Cashless Ukraine Summit: Innovative Approaches and Trends

Global Payments Technology Company Visa organized the Cashless Ukraine Summit 2016 with a special online broadcast from the event for Georgian media representatives last week.

The topics of discussions ranged from issues related to the currently implemented innovative financial services, to contactless and electronic payments which, in the rapidly changing world of an ongoing digital revolution, bring customers to a new reality with a cashless economy steadily developing and breaking the stereotypes of a traditional system of payments.

Online presentations were made by Mandy Lamb, Visa Group Country Manager for CIS and South-east Europe; Dmytro Shymkiv, Deputy Head of Ukraine’s President Administration; Andy Woolnough, Vice President for corporate relations Visa; Valeria Gontareva, Governor of the National Bank of Ukraine; Nino Masurashvili, Deputy CEO Retail and SME Banking TBC Bank Georgia; Erik Benz, Founder of Credits UK; Ana Nives Radovic, Editor and analyst of Fintech; and Volodymir Lavrenchuk, CEO of Raiffesen Bank Aval.

The speakers discussed recent successful practices, challenges and demands, addressed the development of a cashless economy, emphasizing the need to spread awareness and knowledge of the existing global trends in the e-commerce, mobile banking and mobile payments sphere, and spoke about the importance of innovative education and raising financial literacy that should be directed to the promotion of a cashless payment economy.

Cashless payments are seen as a possibility to ease financial operations and make them less time consuming, whereas time is the most valuable resource nowadays and should be used wisely and responsibly. It was stressed numerous times during the summit that a cashless economy is the future for the 21st century, but in order to make it work, financial institutions, regulators and banks should join their efforts to move forward.

The case of Denmark was presented as a success story by Dmytro Shymkiv, Deputy Head of Ukraine’s President Administration, since Denmark is the number one country in the world for using cashless payments systems, having done so for over 10 years now. A special card – the Den Card was created and incentives offered with the intention to create an environment and inspire every citizen of Denmark to actually pay for their services or for products using it.

“There are four key innovations that drive the process of a cashless economy,” Shymkiv stated. “The first is mobile payments, (Apple pay); integrated billing is the second, where the service is fully integrated into a cashless economy (Uber Cabs, for example). The third is streamline payments, or geobased payments, where when you enter a certain geolocation, an immediate transaction takes place, and finally we experience the next generation of security- security and prevention of fraud,” he said, going on to emphasize that simplicity is essential when talking about a cashless economy. “The three important aspects of cashless economy are: simplicity, inter-operability and value added services. The future of the world is cashless, how quickly Ukraine gets there depends on us, it’s a cultural change. The question for us is how to encourage people to be cashless,” Shymkiv said.

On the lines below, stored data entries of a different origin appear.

//! Trade records loaded from the input file.

use chrono::NaiveDate;
use serde::{Deserialize, Serialize};

#[derive(Debug, Clone, Copy, PartialEq, Eq, Serialize, Deserialize)]
#[serde(rename_all = "SCREAMING_SNAKE_CASE")]
pub enum TradeType {
    Buy,
    Sell,
}

impl std::fmt::Display for TradeType {
    fn fmt(&self, f: &mut std::fmt::Formatter<'_>) -> std::fmt::Result {
        match self {
            TradeType::Buy => write!(f, "BUY"),
            TradeType::Sell => write!(f, "SELL"),
        }
    }
}

/// One entry of the trade file. Field names on disk are camelCase
/// (`tradeType`, `purchaseDate`); unknown fields are ignored.
#[derive(Debug, Clone, PartialEq, Serialize, Deserialize)]
#[serde(rename_all = "camelCase")]
pub struct TradeRecord {
    pub symbol: String,
    pub quantity: i64,
    pub trade_type: TradeType,
    pub purchase_date: NaiveDate,
}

“At visa we believe that financial education is foundational, because financially educated consumers living in inclusive societies create more sustained economic growth,” said Andy Woolnough of Visa. “Financial education is in our DNA at Visa. Since 1995 we’ve been providing parents, teachers, students, governments and NGOs with high quality free financial educational materials with which they can make better financial decisions. So far, we’ve reached 40 million people but we need to do more. I believe that financial education can be a neighbor to a cashless society, but also a beneficiary of it. For consumers to adopt electronic payment en-masse, they need to believe that those electronic payments are more reliable, more convenient and safer than the alternative. They need to understand credit products versus debit products versus prepaid products… It’s about trust, and education leads to knowledge, knowledge leads to trust, trust then drives usage and adoption.”

Erik Benz, Founder of Credits UK, introduced BlockChain and described how it is to transform a cashless society, especially in emerging markets such as Ukriane.

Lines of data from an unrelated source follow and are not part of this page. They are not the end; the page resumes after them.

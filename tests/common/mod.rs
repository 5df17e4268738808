#![allow(dead_code)]

use chrono::NaiveDate;
use stock_analyzer::domain::error::AnalyzerError;
pub use stock_analyzer::domain::quote::PriceQuote;
use stock_analyzer::domain::trade::{TradeRecord, TradeType};
use stock_analyzer::ports::quote_port::QuotePort;
use stock_analyzer::ports::trade_port::TradePort;
use std::collections::HashMap;
use std::io::Write;
use std::path::Path;
use std::sync::Mutex;

pub struct MockTradePort {
    pub trades: Vec<TradeRecord>,
}

impl MockTradePort {
    pub fn new(symbols: &[&str]) -> Self {
        Self {
            trades: symbols.iter().map(|s| make_trade(s)).collect(),
        }
    }
}

impl TradePort for MockTradePort {
    fn load_trades(&self, _source: &Path) -> Result<Vec<TradeRecord>, AnalyzerError> {
        Ok(self.trades.clone())
    }
}

/// Quote port backed by in-memory candle series. Requests are recorded so
/// tests can check which windows were asked for.
pub struct MockQuotePort {
    pub data: HashMap<String, Vec<PriceQuote>>,
    pub errors: HashMap<String, String>,
    pub calls: Mutex<Vec<(String, NaiveDate, NaiveDate)>>,
}

impl MockQuotePort {
    pub fn new() -> Self {
        Self {
            data: HashMap::new(),
            errors: HashMap::new(),
            calls: Mutex::new(Vec::new()),
        }
    }

    pub fn with_candle(mut self, symbol: &str, date: &str, open: f64, close: f64) -> Self {
        self.data
            .entry(symbol.to_string())
            .or_default()
            .push(make_quote(symbol, date, open, close));
        self
    }

    pub fn with_close(self, symbol: &str, date: &str, close: f64) -> Self {
        self.with_candle(symbol, date, close, close)
    }

    pub fn with_error(mut self, symbol: &str, reason: &str) -> Self {
        self.errors.insert(symbol.to_string(), reason.to_string());
        self
    }

    pub fn call_count(&self) -> usize {
        self.calls.lock().unwrap().len()
    }
}

impl QuotePort for MockQuotePort {
    fn fetch_window(
        &self,
        symbol: &str,
        start: NaiveDate,
        end: NaiveDate,
    ) -> Result<Vec<PriceQuote>, AnalyzerError> {
        self.calls
            .lock()
            .unwrap()
            .push((symbol.to_string(), start, end));
        if let Some(reason) = self.errors.get(symbol) {
            return Err(AnalyzerError::Network {
                symbol: symbol.to_string(),
                reason: reason.clone(),
            });
        }
        let mut window: Vec<PriceQuote> = self
            .data
            .get(symbol)
            .map(|series| {
                series
                    .iter()
                    .filter(|q| q.date >= start && q.date <= end)
                    .cloned()
                    .collect()
            })
            .unwrap_or_default();
        window.sort_by_key(|q| q.date);
        Ok(window)
    }
}

pub fn date(s: &str) -> NaiveDate {
    NaiveDate::parse_from_str(s, "%Y-%m-%d").unwrap()
}

pub fn make_trade(symbol: &str) -> TradeRecord {
    TradeRecord {
        symbol: symbol.to_string(),
        quantity: 100,
        trade_type: TradeType::Buy,
        purchase_date: date("2019-01-02"),
    }
}

pub fn make_quote(symbol: &str, day: &str, open: f64, close: f64) -> PriceQuote {
    PriceQuote {
        symbol: symbol.to_string(),
        date: date(day),
        open,
        high: open.max(close) + 1.0,
        low: open.min(close) - 1.0,
        close,
    }
}

pub fn trades_json(symbols: &[&str]) -> String {
    let rows: Vec<String> = symbols
        .iter()
        .map(|s| {
            format!(
                r#"{{"symbol":"{s}","quantity":100,"tradeType":"BUY","purchaseDate":"2019-01-02"}}"#
            )
        })
        .collect();
    format!("[{}]", rows.join(","))
}

pub fn write_temp(content: &str) -> tempfile::NamedTempFile {
    let mut file = tempfile::NamedTempFile::new().unwrap();
    file.write_all(content.as_bytes()).unwrap();
    file.flush().unwrap();
    file
}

“BlockChain is not about payments, bitcoins, banking, smart contracts, and capital markets or securities settlment. In reality, BlockChain is a trust mashine. It’s the ability to establish trust between parties. With BlockChain, the infrastructure can be changed and become more efficient. Legacy systems are broken and before we transform human mindsets in order to have people using cards and not using cash we have to do a lot of education. BlockChain is not about dissruption it’s about enablement,” he said.

Credits UK is a BlockChain platform provider supplying distributed ledger technology software and cloud-based services with tools for building secure and scalable blockchains to power enterprise and public sector applications.

“TBC is strategically focused on development of the retail segment,” said Nino Masurashvili, Deputy CEO Retail and SME Banking TBC Bank Georgia. “30 percent of our bank customers are heavily using internet and mobile banking services, with 7 percent using mobile banking only. We are working with Visa to bring new and innovative solutions to the market and to be effective.”

One such joint product, to be released in 2017, is a mobile wallet.

“We understood that focusing on multichanel, internet and mobile banking was not enough- why limit customers to mobile and internet banking when it’s so easy to use popular applications like WhatsUp or Viber? In the future we plan to offer new services in that direction, too,” Masurashvili said, underlining the importance of investing in digital products.